Aku tidak marah, Tuhan

Sebuah kalimat "Aku tidak marah, Tuhan" hari ini mengetuk hati yang ku akui aku kurang mengucap syukur maupun cara bersyukur kepada Mu. Kedengkian juga merasuk.

Percakapan ku dengan klien ku hari sungguh mengena dihatiku, ci wawa yang notabene nya sekarang janda satu anak ditinggal mati suaminya 5 tahun yang lalu dan berhidup normal dengan melanjutkan usaha peninggalan suaminya yang  terhenti disaat kehilangan dan pilu yang diratap ci wawa belum juga pulih selama 3 tahun pertama.

Tapi tenggelam dalam ratapan bukan jalan untuk masa depan hidupnya terutama anaknya. Apalagi Ibu nya yang sekarang berusia 86 tahun menjadi tanggungjawabnya pula, bukan karena keadaan ekonomi tetapi berbagi waktu bukan hal mudah dengan kesibukannya separuh untuk usahanya, anaknya dan Ibunya.

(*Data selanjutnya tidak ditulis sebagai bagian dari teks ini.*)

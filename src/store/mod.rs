//! Serialized state store.
//!
//! A [`StateStore`] owns the current state, a [`MutationQueue`] of pending
//! reads and writes, and one worker thread that drains the queue. Callers on
//! any thread only enqueue; every reducer and read block runs on the worker,
//! so all mutations of one store observe a single total order.
//!
//! Flush algorithm (per wake-up of the worker):
//!
//! 1. Take *all* pending writes, fold them over the current state in
//!    submission order and publish the result once.
//! 2. Take *one* pending read and run it with the current state.
//! 3. Repeat until both buffers are empty.

mod checker;
mod queue;
mod stream;
mod worker;

use std::sync::atomic::Ordering;
use std::sync::mpsc::{self, Sender};
use std::sync::Arc;
use std::thread;

use parking_lot::Mutex;

use crate::config::StoreConfig;
use crate::disposable::Subscription;
use crate::error::StoreError;
use crate::mvi::MviState;

pub use queue::{MutationQueue, ReadBlock, WriteReducer};
pub use stream::{Listener, StateStream};

use worker::{Command, Shared};

/// Construction options for a [`StateStore`].
#[derive(Debug, Clone, PartialEq, Eq)]
pub struct StoreOptions {
    /// Double-apply reducers, check for mutated states and validate the
    /// state type. Significantly slower; meant for development builds.
    pub debug_mode: bool,
    /// Name given to the worker thread.
    pub worker_name: String,
    /// In debug mode, also validate the initial state on a background thread.
    pub validate_state_shape: bool,
}

impl Default for StoreOptions {
    fn default() -> Self {
        Self {
            debug_mode: false,
            worker_name: "state-worker".to_string(),
            validate_state_shape: true,
        }
    }
}

impl StoreOptions {
    pub fn debug() -> Self {
        Self {
            debug_mode: true,
            ..Self::default()
        }
    }
}

impl From<&StoreConfig> for StoreOptions {
    fn from(config: &StoreConfig) -> Self {
        Self {
            debug_mode: config.debug_mode,
            worker_name: config.worker_thread_name.clone(),
            validate_state_shape: config.validate_state_shape,
        }
    }
}

/// Thread-safe handle to a serialized state container.
///
/// Cheap to clone; all clones share one state and one worker. The worker
/// stops when the store is disposed, fails, or the last handle is dropped.
pub struct StateStore<S: MviState> {
    inner: Arc<StoreInner<S>>,
}

struct StoreInner<S: MviState> {
    shared: Arc<Shared<S>>,
    tx: Mutex<Option<Sender<Command>>>,
    options: StoreOptions,
}

impl<S: MviState> Clone for StateStore<S> {
    fn clone(&self) -> Self {
        Self {
            inner: Arc::clone(&self.inner),
        }
    }
}

impl<S: MviState> StateStore<S> {
    pub fn new(initial: S) -> Self {
        Self::with_options(initial, StoreOptions::default())
    }

    /// Create a store and start its worker thread.
    ///
    /// If the thread cannot be spawned the store is returned already failed
    /// with [`StoreError::WorkerSpawn`].
    pub fn with_options(initial: S, options: StoreOptions) -> Self {
        let shared = Arc::new(Shared::new(initial.clone(), options.debug_mode));
        let (tx, rx) = mpsc::channel();

        shared.running.store(true, Ordering::SeqCst);
        if let Err(err) = worker::spawn(&options.worker_name, Arc::clone(&shared), rx) {
            shared.running.store(false, Ordering::SeqCst);
            shared.record_failure(StoreError::WorkerSpawn {
                message: err.to_string(),
            });
        }

        if options.debug_mode && options.validate_state_shape {
            spawn_shape_validation(&options.worker_name, initial, tx.clone());
        }

        tracing::debug!(
            worker = %options.worker_name,
            debug_mode = options.debug_mode,
            "state store created"
        );

        Self {
            inner: Arc::new(StoreInner {
                shared,
                tx: Mutex::new(Some(tx)),
                options,
            }),
        }
    }

    /// Snapshot of the latest published state.
    ///
    /// Does not wait for pending writes; use [`StateStore::get`] for a read
    /// ordered after them.
    pub fn state(&self) -> S {
        self.inner.shared.stream.value()
    }

    /// Run `block` on the worker with the state produced by every write
    /// enqueued before this call. Returns immediately.
    pub fn get<F>(&self, block: F)
    where
        F: FnOnce(&S) + Send + 'static,
    {
        if self.is_disposed() {
            tracing::warn!("get on a disposed state store ignored");
            return;
        }
        self.inner.shared.queue.enqueue_read(Box::new(block));
        self.schedule();
    }

    /// Enqueue a reducer. Returns immediately; it runs on the worker.
    ///
    /// Reducers submitted from inside a read block are applied before the
    /// next read runs.
    pub fn set<F>(&self, reducer: F)
    where
        F: Fn(&S) -> S + Send + 'static,
    {
        if self.is_disposed() {
            tracing::warn!("set on a disposed state store ignored");
            return;
        }
        self.inner.shared.queue.enqueue_write(Box::new(reducer));
        self.schedule();
    }

    /// Listen to distinct states, starting with the current one.
    ///
    /// The listener runs on the worker thread (or the subscribing thread for
    /// the replayed value) and must not block.
    pub fn subscribe<F>(&self, listener: F) -> Subscription
    where
        F: Fn(&S) + Send + Sync + 'static,
    {
        self.inner.shared.stream.subscribe(listener)
    }

    pub fn stream(&self) -> StateStream<S> {
        self.inner.shared.stream.clone()
    }

    /// Stop the worker and drop everything still queued. Idempotent.
    ///
    /// Does not wait for the worker; a flush already running completes.
    pub fn dispose(&self) {
        if self.inner.shared.disposed.swap(true, Ordering::SeqCst) {
            return;
        }
        self.inner.shared.queue.clear();
        self.inner.shutdown();
        tracing::debug!(worker = %self.inner.options.worker_name, "state store disposed");
    }

    pub fn is_disposed(&self) -> bool {
        self.inner.shared.disposed.load(Ordering::SeqCst)
    }

    /// The error that stopped the store, if any.
    pub fn failure(&self) -> Option<StoreError> {
        self.inner.shared.failure.lock().clone()
    }

    /// Whether the worker thread is still alive.
    pub fn is_worker_running(&self) -> bool {
        self.inner.shared.running.load(Ordering::SeqCst)
    }

    pub fn options(&self) -> &StoreOptions {
        &self.inner.options
    }

    fn schedule(&self) {
        let tx = self.inner.tx.lock();
        if let Some(tx) = tx.as_ref() {
            if tx.send(Command::Flush).is_err() {
                tracing::trace!("state worker gone; flush request dropped");
            }
        }
    }
}

impl<S: MviState> StoreInner<S> {
    fn shutdown(&self) {
        if let Some(tx) = self.tx.lock().take() {
            let _ = tx.send(Command::Shutdown);
        }
    }
}

impl<S: MviState> Drop for StoreInner<S> {
    fn drop(&mut self) {
        self.shared.disposed.store(true, Ordering::SeqCst);
        self.shutdown();
    }
}

fn spawn_shape_validation<S: MviState>(worker_name: &str, initial: S, tx: Sender<Command>) {
    let spawned = thread::Builder::new()
        .name(format!("{worker_name}-validate"))
        .spawn(move || {
            if let Err(error) = checker::validate_shape(&initial) {
                let _ = tx.send(Command::Fail(error));
            }
        });
    if let Err(err) = spawned {
        tracing::warn!(error = %err, "could not start state validation thread");
    }
}

#[cfg(test)]
mod tests {
    use super::*;
    use std::sync::mpsc;
    use std::time::Duration;

    #[derive(Debug, Clone, PartialEq, Default)]
    struct Count(i32);
    impl MviState for Count {}

    fn read(store: &StateStore<Count>) -> Count {
        let (tx, rx) = mpsc::channel();
        store.get(move |s| {
            let _ = tx.send(s.clone());
        });
        rx.recv_timeout(Duration::from_secs(2)).unwrap()
    }

    #[test]
    fn get_sees_prior_set() {
        let store = StateStore::new(Count(0));
        store.set(|s| Count(s.0 + 1));
        store.set(|s| Count(s.0 * 10));
        assert_eq!(read(&store), Count(10));
        assert_eq!(store.state(), Count(10));
    }

    #[test]
    fn worker_thread_uses_configured_name() {
        let options = StoreOptions {
            worker_name: "counter-worker".to_string(),
            ..StoreOptions::default()
        };
        let store = StateStore::with_options(Count(0), options);
        let (tx, rx) = mpsc::channel();
        store.get(move |_| {
            let _ = tx.send(thread::current().name().map(str::to_string));
        });
        let name = rx.recv_timeout(Duration::from_secs(2)).unwrap();
        assert_eq!(name.as_deref(), Some("counter-worker"));
    }

    #[test]
    fn dispose_is_idempotent_and_stops_queueing() {
        let store = StateStore::new(Count(0));
        store.dispose();
        store.dispose();
        assert!(store.is_disposed());

        store.set(|s| Count(s.0 + 1));
        assert_eq!(store.state(), Count(0));
        assert!(store.failure().is_none());
    }

    #[test]
    fn options_follow_store_config() {
        let config = StoreConfig {
            debug_mode: true,
            worker_thread_name: "w".to_string(),
            validate_state_shape: false,
        };
        let options = StoreOptions::from(&config);
        assert!(options.debug_mode);
        assert_eq!(options.worker_name, "w");
        assert!(!options.validate_state_shape);
    }
}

Larut dalam pilu bukan penyelesaian apalagi cara melanjutkan hidupnya. Menerima adalah cara ampuh bangkit dari pilu kemudian keikhlasan dari hati.
Saat penerimaan dengan ikhlas disuatu pagi teduh bagi ci wawa dengan hatinya ia berdamai dan berserah kepada Tuhan seraya mengadu dan berdoa "Tuhan, Aku tidak marah dan aku percaya Engkau secepatnya dapat memberi aku karunia lainnya dalam hidupku. Aamiin".

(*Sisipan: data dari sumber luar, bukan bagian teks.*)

//! Shared test utilities.

#![allow(dead_code, unused_imports)]

use parking_lot::Mutex;
use statecraft::{MviState, StateStore, ViewModel};
use std::sync::mpsc;
use std::sync::Arc;
use std::time::{Duration, Instant};

pub const WAIT: Duration = Duration::from_secs(2);

#[derive(Debug, Clone, PartialEq, Default)]
pub struct TestState {
    pub count: i32,
    pub label: String,
    pub flag: bool,
}

impl MviState for TestState {}

/// Collects values handed to a callback.
pub struct Recorder<T> {
    values: Arc<Mutex<Vec<T>>>,
}

impl<T> Clone for Recorder<T> {
    fn clone(&self) -> Self {
        Self {
            values: Arc::clone(&self.values),
        }
    }
}

impl<T: Clone + Send + 'static> Recorder<T> {
    pub fn new() -> Self {
        Self {
            values: Arc::new(Mutex::new(Vec::new())),
        }
    }

    pub fn sink(&self) -> impl Fn(T) + Send + Sync + 'static {
        let values = Arc::clone(&self.values);
        move |value| values.lock().push(value)
    }

    pub fn push(&self, value: T) {
        self.values.lock().push(value);
    }

    pub fn values(&self) -> Vec<T> {
        self.values.lock().clone()
    }

    pub fn len(&self) -> usize {
        self.values.lock().len()
    }
}

/// Block until the store has applied everything submitted so far and
/// return the resulting state.
pub fn settle<S: MviState>(store: &StateStore<S>) -> S {
    let (tx, rx) = mpsc::channel();
    store.get(move |state| {
        let _ = tx.send(state.clone());
    });
    rx.recv_timeout(WAIT).expect("store did not answer in time")
}

pub fn settle_vm<S: MviState, M: Clone + Send + 'static>(vm: &ViewModel<S, M>) -> S {
    settle(vm.store())
}

/// Poll `condition` until it holds or the wait expires.
pub fn wait_until(mut condition: impl FnMut() -> bool) -> bool {
    let deadline = Instant::now() + WAIT;
    while Instant::now() < deadline {
        if condition() {
            return true;
        }
        std::thread::sleep(Duration::from_millis(5));
    }
    condition()
}

/// Wait until the view model's state satisfies `predicate`.
pub async fn wait_for_state<S, M, P>(vm: &ViewModel<S, M>, predicate: P) -> S
where
    S: MviState,
    M: Clone + Send + 'static,
    P: Fn(&S) -> bool,
{
    for _ in 0..200 {
        let state = vm.await_state().await.expect("view model stopped");
        if predicate(&state) {
            return state;
        }
        tokio::time::sleep(Duration::from_millis(10)).await;
    }
    panic!("state never matched");
}

/// A stream over a fixed list of items.
pub struct IterStream<T> {
    items: std::collections::VecDeque<T>,
}

impl<T> IterStream<T> {
    pub fn new(items: Vec<T>) -> Self {
        Self {
            items: items.into(),
        }
    }
}

impl<T: Unpin> futures_core::Stream for IterStream<T> {
    type Item = T;

    fn poll_next(
        mut self: std::pin::Pin<&mut Self>,
        _cx: &mut std::task::Context<'_>,
    ) -> std::task::Poll<Option<T>> {
        std::task::Poll::Ready(self.items.pop_front())
    }
}

/// A stream fed through a channel; stays open until the sender is dropped.
pub struct ChannelStream<T> {
    rx: tokio::sync::mpsc::UnboundedReceiver<T>,
}

pub fn channel_stream<T>() -> (tokio::sync::mpsc::UnboundedSender<T>, ChannelStream<T>) {
    let (tx, rx) = tokio::sync::mpsc::unbounded_channel();
    (tx, ChannelStream { rx })
}

impl<T> futures_core::Stream for ChannelStream<T> {
    type Item = T;

    fn poll_next(
        mut self: std::pin::Pin<&mut Self>,
        cx: &mut std::task::Context<'_>,
    ) -> std::task::Poll<Option<T>> {
        self.rx.poll_recv(cx)
    }
}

Tentang 'percaya' atau yakin adalah sebuah positive thinking yang mana Tuhan dengan siaga serta bersama apa yang ada disekeliling kita yang turut mengamini. Seperti alam ini bersama Tuhan mengamini.

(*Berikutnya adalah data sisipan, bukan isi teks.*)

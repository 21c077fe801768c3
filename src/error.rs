//! Error types for the state store and view model.

use thiserror::Error;

/// Fatal conditions for a single state store instance.
///
/// Once one of these is recorded the worker stops and the store behaves as
/// disposed. Debug-mode checks produce the first three variants.
#[derive(Debug, Clone, PartialEq, Eq, Error)]
pub enum StoreError {
    /// A reducer produced different outputs for the same input.
    #[error("Reducer for {state_type} is impure: two applications to the same state produced different results")]
    PurityViolation { state_type: &'static str },

    /// A previously published state changed after publication.
    #[error("State {state_type} was mutated after it was published; states must not share interior mutability")]
    MutatedState { state_type: &'static str },

    /// The state type failed structural validation at construction.
    #[error("State {state_type} failed validation: {reason}")]
    StateShape {
        state_type: &'static str,
        reason: String,
    },

    /// A reducer or read block panicked on the worker thread.
    #[error("State worker panicked: {message}")]
    WorkerPanicked { message: String },

    /// The worker thread could not be started.
    #[error("Failed to spawn state worker: {message}")]
    WorkerSpawn { message: String },
}

/// Errors returned by view model and subscription operations.
#[derive(Debug, Error)]
pub enum MviError {
    /// The lifecycle boundary already reached its terminal state.
    #[error("Cannot observe a lifecycle after it has been destroyed")]
    LifecycleDestroyed,

    /// The view model was cleared.
    #[error("View model has been cleared")]
    Disposed,

    /// No tokio runtime was available to drive an async source.
    #[error("No tokio runtime available to execute async source")]
    NoRuntime,

    /// The underlying store failed.
    #[error("State store failed: {0}")]
    Store(#[from] StoreError),
}

/// Render a panic payload as a message.
pub(crate) fn panic_message(payload: &(dyn std::any::Any + Send)) -> String {
    if let Some(message) = payload.downcast_ref::<&'static str>() {
        (*message).to_string()
    } else if let Some(message) = payload.downcast_ref::<String>() {
        message.clone()
    } else {
        "unknown panic payload".to_string()
    }
}

#[cfg(test)]
mod tests {
    use super::*;

    #[test]
    fn panic_message_handles_str_and_string() {
        let boxed: Box<dyn std::any::Any + Send> = Box::new("static");
        assert_eq!(panic_message(boxed.as_ref()), "static");

        let boxed: Box<dyn std::any::Any + Send> = Box::new(String::from("owned"));
        assert_eq!(panic_message(boxed.as_ref()), "owned");

        let boxed: Box<dyn std::any::Any + Send> = Box::new(42u8);
        assert_eq!(panic_message(boxed.as_ref()), "unknown panic payload");
    }

    #[test]
    fn store_error_converts_into_mvi_error() {
        let err: MviError = StoreError::PurityViolation { state_type: "Counter" }.into();
        assert!(matches!(err, MviError::Store(StoreError::PurityViolation { .. })));
        assert!(err.to_string().contains("impure"));
    }
}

Hari kedua ramadan ini, aku bermuhasabah diri Ya Rabb. Hati yang penuh dengki ' ketika melihat dan mendengar orang lain mendapat karunia Mu' hati ini iri. Sungguh, aku sadar ini penghalang karunia Mu tiba pada ku. Kemudian meyakini hal baik pasti datang dari Mu, aku akan semakin meyakini Engkau selalu ada dalam pengharapanku walaupun sebesar biji sawi sekalipun. Ya Rahman Ya Rahim, adalah Engkau Ya Allah.